Sample size for recurrent events data in non randomized studies with an historical control

In some exceptional circumstances, as in very rare diseases, non randomised trials with historical controls may be the only way to demonstrate efficacy and safety of a new treatment. The design of such studies needs a sound methodological approach in order to provide a good level of scientific evidence. To our knowledge, no attention has been given to the development of methods for sample size calculation for non randomized controlled trials (one treatment arm) where the end-point deals with recurrent events. In this context, guidelines for study design, including formulas for sample size, were only proposed for the typical scenario of randomized clinical trial (Bernardo and Harrington, 2001; Cook and Wei, 2003; Matsui, 2005).
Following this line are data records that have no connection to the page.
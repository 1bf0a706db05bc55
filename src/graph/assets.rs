/// Embedded single-page viewer: analyzer and comparer.
///
/// `__THEME__` is replaced with the configured Mermaid theme as a JSON string.
pub const INDEX_HTML: &str = r##"<!DOCTYPE html>
<html lang="en">
<head>
    <meta charset="UTF-8">
    <meta name="viewport" content="width=device-width, initial-scale=1.0">
    <title>deckmap</title>
    <style>
        * { margin: 0; padding: 0; box-sizing: border-box; }
        body {
            font-family: -apple-system, BlinkMacSystemFont, 'Segoe UI', Roboto, Oxygen, Ubuntu, sans-serif;
            background: #f8fafc;
            color: #1f2937;
        }
        header { padding: 16px 24px; background: #0f172a; color: #e2e8f0; display: flex; gap: 24px; align-items: center; }
        header h1 { font-size: 1.2em; }
        header a { color: #94a3b8; text-decoration: none; }
        header a.active { color: #38bdf8; }
        main { padding: 24px; max-width: 1400px; margin: 0 auto; }
        .dropzone {
            border: 2px dashed #cbd5e1; border-radius: 12px; padding: 32px;
            text-align: center; color: #64748b; cursor: pointer;
        }
        .dropzone.active { border-color: #0ea5e9; background: #e0f2fe; }
        .error { margin-top: 16px; padding: 12px 16px; border-radius: 12px; background: #fee2e2; color: #b91c1c; display: none; }
        .grid { display: grid; grid-template-columns: 1fr 2fr; gap: 24px; margin-top: 24px; }
        .card { background: #fff; border: 1px solid #e2e8f0; border-radius: 12px; padding: 20px; }
        .card h2 { font-size: 1.1em; margin-bottom: 12px; }
        .clickable { cursor: pointer; }
        .clickable:hover { text-decoration: underline; }
        #plugins { list-style: none; max-height: 260px; overflow-y: auto; font-size: 0.9em; }
        #plugins li { padding: 3px 0; }
        #plugins .scope { font-style: italic; font-size: 0.85em; color: #64748b; }
        #modal { position: fixed; inset: 0; background: rgba(15, 23, 42, 0.6); display: none; align-items: center; justify-content: center; }
        #modal.visible { display: flex; }
        #modal .panel { background: #fff; border-radius: 12px; width: min(800px, 90vw); max-height: 80vh; display: flex; flex-direction: column; }
        #modal .title { padding: 16px 20px; border-bottom: 1px solid #e2e8f0; display: flex; justify-content: space-between; }
        #modal pre { margin: 0; padding: 16px 20px; overflow: auto; background: #1e1e1e; color: #d4d4d4; border-radius: 0 0 12px 12px; }
        .pair { display: grid; grid-template-columns: 1fr 1fr; gap: 24px; }
        button { padding: 10px 28px; border: none; border-radius: 8px; background: #2563eb; color: #fff; font-weight: 600; cursor: pointer; }
        button:disabled { background: #9ca3af; cursor: not-allowed; }
        table.diff { width: 100%; border-collapse: collapse; font-family: monospace; font-size: 0.85em; margin-top: 24px; }
        table.diff td { padding: 1px 8px; white-space: pre; width: 50%; vertical-align: top; }
        table.diff tr.hunk td { background: #e0f2fe; color: #0369a1; }
        td.removed { background: #fee2e2; }
        td.added { background: #dcfce7; }
        [hidden] { display: none !important; }
    </style>
</head>
<body>
    <header>
        <h1>deckmap</h1>
        <a href="#analyzer" id="nav-analyzer" class="active">Analyzer</a>
        <a href="#comparer" id="nav-comparer">Comparer</a>
    </header>

    <main>
        <section id="analyzer">
            <div class="dropzone" id="drop-main">Drag 'n' drop a .yaml file here, or click to select one</div>
            <input type="file" id="file-main" accept=".yaml,.yml" hidden>
            <div class="error" id="error-main"></div>

            <div class="grid" id="results" hidden>
                <div>
                    <div class="card">
                        <h2>Analysis Results</h2>
                        <p class="clickable" data-collection="services"><strong>Services:</strong> <span id="count-services"></span></p>
                        <p class="clickable" data-collection="routes"><strong>Routes:</strong> <span id="count-routes"></span></p>
                        <p class="clickable" data-collection="consumers"><strong>Consumers:</strong> <span id="count-consumers"></span></p>
                    </div>
                    <div class="card" style="margin-top: 24px;">
                        <h2 id="plugins-title">Plugins</h2>
                        <ul id="plugins"></ul>
                    </div>
                </div>
                <div class="card">
                    <h2>Graphical Visualization</h2>
                    <div id="graph"></div>
                </div>
            </div>
        </section>

        <section id="comparer" hidden>
            <div class="pair">
                <div>
                    <div class="dropzone" id="drop-old">Drop Original File Here</div>
                    <input type="file" id="file-old" accept=".yaml,.yml" hidden>
                </div>
                <div>
                    <div class="dropzone" id="drop-new">Drop Modified File Here</div>
                    <input type="file" id="file-new" accept=".yaml,.yml" hidden>
                </div>
            </div>
            <p style="text-align: center; margin-top: 24px;"><button id="compare" disabled>Compare Files</button></p>
            <table class="diff" id="diff"></table>
        </section>
    </main>

    <div id="modal">
        <div class="panel">
            <div class="title"><strong id="modal-title"></strong><span class="clickable" id="modal-close">✕</span></div>
            <pre id="modal-body"></pre>
        </div>
    </div>

    <script type="module">
        import mermaid from 'https://cdn.jsdelivr.net/npm/mermaid@10/dist/mermaid.esm.min.mjs';

        mermaid.initialize({ startOnLoad: false, theme: __THEME__, securityLevel: 'loose' });

        const $ = (id) => document.getElementById(id);
        let graphRenders = 0;

        function wireDropzone(zone, input, onFile) {
            zone.addEventListener('click', () => input.click());
            zone.addEventListener('dragover', (e) => { e.preventDefault(); zone.classList.add('active'); });
            zone.addEventListener('dragleave', () => zone.classList.remove('active'));
            zone.addEventListener('drop', (e) => {
                e.preventDefault();
                zone.classList.remove('active');
                if (e.dataTransfer.files[0]) onFile(e.dataTransfer.files[0]);
            });
            input.addEventListener('change', () => { if (input.files[0]) onFile(input.files[0]); });
        }

        async function showDetail(url) {
            const response = await fetch(url);
            const detail = await response.json();
            $('modal-title').textContent = detail.title || 'Details';
            $('modal-body').textContent = detail.yaml ?? 'No data';
            $('modal').classList.add('visible');
        }

        function closeModal() {
            $('modal').classList.remove('visible');
            if (location.hash.startsWith('#node/')) history.replaceState(null, '', '#analyzer');
        }

        async function refresh() {
            const response = await fetch('/api/summary');
            if (!response.ok) { $('results').hidden = true; return; }
            const { summary } = await response.json();

            $('count-services').textContent = summary.service_count;
            $('count-routes').textContent = summary.route_count;
            $('count-consumers').textContent = summary.consumer_count;
            $('plugins-title').textContent = `Plugins (${summary.plugins.length})`;

            const list = $('plugins');
            list.replaceChildren(...summary.plugins.map((p) => {
                const li = document.createElement('li');
                li.className = 'clickable';
                const name = document.createElement('strong');
                name.textContent = p.name;
                const scope = document.createElement('span');
                scope.className = 'scope';
                scope.textContent = ` (${p.scope}${p.scope_name ? ' on ' + p.scope_name : ''})`;
                li.append(name, scope);
                const query = new URLSearchParams({ name: p.name, scope: p.scope });
                if (p.scope_name) query.set('scope_name', p.scope_name);
                li.addEventListener('click', () => showDetail(`/api/plugin?${query}`));
                return li;
            }));

            const graph = await (await fetch('/api/graph')).json();
            const { svg } = await mermaid.render(`deck-graph-${graphRenders++}`, graph.mermaid);
            $('graph').innerHTML = svg;
            $('results').hidden = false;
        }

        async function upload(file) {
            const response = await fetch(`/api/document?name=${encodeURIComponent(file.name)}`, {
                method: 'POST',
                body: await file.text(),
            });
            if (response.ok) {
                $('error-main').style.display = 'none';
                await refresh();
            } else {
                const { error } = await response.json();
                $('error-main').textContent = error;
                $('error-main').style.display = 'block';
                $('results').hidden = true;
            }
        }

        const compareFiles = { old: null, new: null };

        function loadCompareFile(side) {
            return async (file) => {
                compareFiles[side] = { name: file.name, content: await file.text() };
                $(`drop-${side}`).textContent = `Loaded: ${file.name}`;
                $('compare').disabled = !(compareFiles.old && compareFiles.new);
            };
        }

        function diffRow(cells, className) {
            const tr = document.createElement('tr');
            if (className) tr.className = className;
            for (const [text, cls] of cells) {
                const td = document.createElement('td');
                td.textContent = text;
                if (cls) td.className = cls;
                tr.append(td);
            }
            return tr;
        }

        function renderDiff(diff) {
            const table = $('diff');
            table.replaceChildren();
            if (diff.hunks.length === 0) {
                table.append(diffRow([['No differences', null], ['', null]]));
                return;
            }
            for (const hunk of diff.hunks) {
                table.append(diffRow([[`@@ -${hunk.old_start},${hunk.old_lines} +${hunk.new_start},${hunk.new_lines} @@`, null], ['', null]], 'hunk'));
                let removed = [];
                let added = [];
                const flush = () => {
                    for (let i = 0; i < Math.max(removed.length, added.length); i++) {
                        table.append(diffRow([
                            [removed[i] ?? '', removed[i] !== undefined ? 'removed' : null],
                            [added[i] ?? '', added[i] !== undefined ? 'added' : null],
                        ]));
                    }
                    removed = [];
                    added = [];
                };
                for (const line of hunk.lines) {
                    if (line.kind === 'removed') {
                        if (added.length) flush();
                        removed.push(line.text);
                    } else if (line.kind === 'added') {
                        added.push(line.text);
                    } else {
                        flush();
                        table.append(diffRow([[line.text, null], [line.text, null]]));
                    }
                }
                flush();
            }
        }

        async function compare() {
            const response = await fetch('/api/diff', {
                method: 'POST',
                headers: { 'Content-Type': 'application/json' },
                body: JSON.stringify({
                    old_name: compareFiles.old.name, old: compareFiles.old.content,
                    new_name: compareFiles.new.name, new: compareFiles.new.content,
                }),
            });
            const result = await response.json();
            if (!response.ok) {
                alert(`Failed to parse or compare files: ${result.error}`);
                return;
            }
            renderDiff(result.diff);
        }

        function route() {
            const hash = location.hash;
            if (hash.startsWith('#node/')) {
                showDetail(`/api/node/${encodeURIComponent(hash.slice('#node/'.length))}`);
                return;
            }
            const comparer = hash === '#comparer';
            $('analyzer').hidden = comparer;
            $('comparer').hidden = !comparer;
            $('nav-analyzer').classList.toggle('active', !comparer);
            $('nav-comparer').classList.toggle('active', comparer);
        }

        wireDropzone($('drop-main'), $('file-main'), upload);
        wireDropzone($('drop-old'), $('file-old'), loadCompareFile('old'));
        wireDropzone($('drop-new'), $('file-new'), loadCompareFile('new'));
        $('compare').addEventListener('click', compare);
        $('modal-close').addEventListener('click', closeModal);
        $('modal').addEventListener('click', (e) => { if (e.target === $('modal')) closeModal(); });
        document.querySelectorAll('[data-collection]').forEach((el) =>
            el.addEventListener('click', () => showDetail(`/api/entities/${el.dataset.collection}`)));
        window.addEventListener('hashchange', route);

        route();
        refresh();
    </script>
</body>
</html>
"##;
Here we propose an approach to power and sample size calculation for non randomised trials with historical controls that relies on simulation studies. Non parametric tests statistics will be considered, with the rate of events of the historical control as a reference. We will also develop an extension that accounts for paired comparisons in cases where information on pre-treatment event history of patients is available. Simulations will explore different models for the underlying event generation process (i.e. homogeneous, non homogeneous, mixed Poisson process) in order to evaluate the robustness of sample size calculation. The approach will be illustrated with a non randomized trial on experimental gene therapy in a very rare immunodeficiency (ADA-SCID), where a major end-point is the history of recurrent severe infections.